Try it
Every line of the entries below that mentions "field" is to be copied out.

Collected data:
::::

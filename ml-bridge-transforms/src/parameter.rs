//! Random parameters for augmentation stages
//!
//! A [`Parameter`] draws `n` values at a time. [`Parameter::forward`] turns a
//! draw into a tensor of a requested shape and element type, which is how
//! stages receive per-call randomness.

use std::fmt;
use std::sync::{Mutex, PoisonError};

use rand::rngs::StdRng;
use rand::{Rng, SeedableRng};
use rand_distr::{Distribution, Normal};

use ml_bridge_core::{DType, Error, Result, Tensor, TensorData};

/// Source of random values
pub trait Parameter: Send + Sync + fmt::Debug {
    /// Draw `n` values
    fn sample(&self, n: usize) -> Vec<f64>;

    /// Draw enough values to fill `size` and return them as a tensor of `dtype`
    ///
    /// An empty `size` yields a scalar tensor.
    fn forward(&self, size: &[usize], dtype: DType) -> Result<Tensor> {
        let n = size.iter().product();
        let mut data = TensorData::zeros(dtype, n);
        for (i, value) in self.sample(n).into_iter().enumerate() {
            data.set_f64(i, value);
        }
        Tensor::from_data(data, size.to_vec())
    }
}

static_assertions::assert_obj_safe!(Parameter);

fn rng_from(seed: Option<u64>) -> Mutex<StdRng> {
    Mutex::new(match seed {
        Some(seed) => StdRng::seed_from_u64(seed),
        None => StdRng::from_entropy(),
    })
}

/// Draw with the RNG behind `rng`; a poisoned lock still holds a usable RNG
fn draw<T>(rng: &Mutex<StdRng>, f: impl FnOnce(&mut StdRng) -> T) -> T {
    let mut guard = rng.lock().unwrap_or_else(PoisonError::into_inner);
    f(&mut guard)
}

/// Uniform values in `[low, high)`
pub struct UniformParameter {
    low: f64,
    high: f64,
    rng: Mutex<StdRng>,
}

impl UniformParameter {
    /// Create a uniform parameter; `low` must be below `high`
    pub fn new(low: f64, high: f64, seed: Option<u64>) -> Result<Self> {
        if !low.is_finite() || !high.is_finite() || low >= high {
            return Err(Error::InvalidArgument(format!(
                "uniform range [{low}, {high}) is empty"
            )));
        }
        Ok(Self {
            low,
            high,
            rng: rng_from(seed),
        })
    }
}

impl fmt::Debug for UniformParameter {
    fn fmt(&self, f: &mut fmt::Formatter<'_>) -> fmt::Result {
        f.debug_struct("UniformParameter")
            .field("low", &self.low)
            .field("high", &self.high)
            .finish_non_exhaustive()
    }
}

impl Parameter for UniformParameter {
    fn sample(&self, n: usize) -> Vec<f64> {
        draw(&self.rng, |rng| {
            (0..n).map(|_| rng.gen_range(self.low..self.high)).collect()
        })
    }
}

/// Normally distributed values
pub struct NormalParameter {
    dist: Normal<f64>,
    rng: Mutex<StdRng>,
}

impl NormalParameter {
    /// Create a normal parameter; `std` must be finite and non-negative
    pub fn new(mean: f64, std: f64, seed: Option<u64>) -> Result<Self> {
        if !std.is_finite() || std < 0.0 {
            return Err(Error::InvalidArgument(format!(
                "normal({mean}, {std}): standard deviation must be finite and non-negative"
            )));
        }
        let dist = Normal::new(mean, std)
            .map_err(|e| Error::InvalidArgument(format!("normal({mean}, {std}): {e}")))?;
        Ok(Self {
            dist,
            rng: rng_from(seed),
        })
    }
}

impl fmt::Debug for NormalParameter {
    fn fmt(&self, f: &mut fmt::Formatter<'_>) -> fmt::Result {
        f.debug_struct("NormalParameter")
            .field("mean", &self.dist.mean())
            .field("std", &self.dist.std_dev())
            .finish_non_exhaustive()
    }
}

impl Parameter for NormalParameter {
    fn sample(&self, n: usize) -> Vec<f64> {
        draw(&self.rng, |rng| self.dist.sample_iter(rng).take(n).collect())
    }
}

/// Values picked uniformly, with replacement, from a fixed set
pub struct DiscreteParameter {
    choices: Vec<f64>,
    rng: Mutex<StdRng>,
}

impl DiscreteParameter {
    /// Create a discrete parameter over `choices`, which must not be empty
    pub fn new(choices: Vec<f64>, seed: Option<u64>) -> Result<Self> {
        if choices.is_empty() {
            return Err(Error::InvalidArgument(
                "discrete parameter needs at least one choice".into(),
            ));
        }
        Ok(Self {
            choices,
            rng: rng_from(seed),
        })
    }
}

impl fmt::Debug for DiscreteParameter {
    fn fmt(&self, f: &mut fmt::Formatter<'_>) -> fmt::Result {
        f.debug_struct("DiscreteParameter")
            .field("choices", &self.choices)
            .finish_non_exhaustive()
    }
}

impl Parameter for DiscreteParameter {
    fn sample(&self, n: usize) -> Vec<f64> {
        draw(&self.rng, |rng| {
            (0..n)
                .map(|_| self.choices[rng.gen_range(0..self.choices.len())])
                .collect()
        })
    }
}

/// Always the same value
#[derive(Debug, Clone, Copy, PartialEq)]
pub struct ConstantParameter(pub f64);

impl Parameter for ConstantParameter {
    fn sample(&self, n: usize) -> Vec<f64> {
        vec![self.0; n]
    }
}

#[cfg(test)]
mod tests {
    use super::*;
    use std::sync::Arc;
    use test_case::test_case;

    #[test]
    fn uniform_stays_in_range() {
        let p = UniformParameter::new(0.5, 1.5, Some(7)).unwrap();
        assert!(p.sample(1000).iter().all(|v| (0.5..1.5).contains(v)));
    }

    #[test_case(1.0, 1.0 ; "empty range")]
    #[test_case(2.0, 1.0 ; "reversed range")]
    #[test_case(f64::NAN, 1.0 ; "nan bound")]
    fn uniform_rejects_bad_ranges(low: f64, high: f64) {
        assert!(UniformParameter::new(low, high, None).is_err());
    }

    #[test]
    fn seeded_parameters_repeat() {
        let a = NormalParameter::new(0.0, 1.0, Some(42)).unwrap();
        let b = NormalParameter::new(0.0, 1.0, Some(42)).unwrap();
        assert_eq!(a.sample(16), b.sample(16));
    }

    #[test_case(-1.0 ; "negative")]
    #[test_case(-f64::MIN_POSITIVE ; "barely negative")]
    #[test_case(f64::NAN ; "nan")]
    #[test_case(f64::INFINITY ; "infinite")]
    fn normal_rejects_bad_std(std: f64) {
        let err = NormalParameter::new(0.0, std, None).unwrap_err();
        assert!(matches!(err, Error::InvalidArgument(_)));
    }

    #[test]
    fn normal_with_zero_std_returns_mean() {
        let param = NormalParameter::new(2.5, 0.0, Some(3)).unwrap();
        assert_eq!(param.sample(4), vec![2.5; 4]);
    }

    #[test]
    fn discrete_only_returns_choices() {
        let p = DiscreteParameter::new(vec![1.0, 3.0], Some(1)).unwrap();
        assert!(p.sample(100).iter().all(|v| *v == 1.0 || *v == 3.0));
        assert!(DiscreteParameter::new(vec![], None).is_err());
    }

    #[test]
    fn forward_builds_typed_tensor() {
        let p = ConstantParameter(2.0);
        let t = p.forward(&[2, 3], DType::Int64).unwrap();

        assert_eq!(t.shape(), &[2, 3]);
        assert_eq!(t.dtype(), DType::Int64);
        assert_eq!(t.as_slice::<i64>().unwrap(), &[2; 6]);
    }

    #[test]
    fn forward_with_empty_size_is_scalar() {
        let p: Arc<dyn Parameter> = Arc::new(ConstantParameter(0.25));
        let t = p.forward(&[], DType::Float32).unwrap();

        assert_eq!(t.ndim(), 0);
        assert_eq!(t.to_f64_vec(), vec![0.25]);
    }
}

::::

Answer box
            .field("low", &self.low)
            .field("high", &self.high)
            .field("mean", &self.dist.mean())
            .field("std", &self.dist.std_dev())
            .field("choices", &self.choices)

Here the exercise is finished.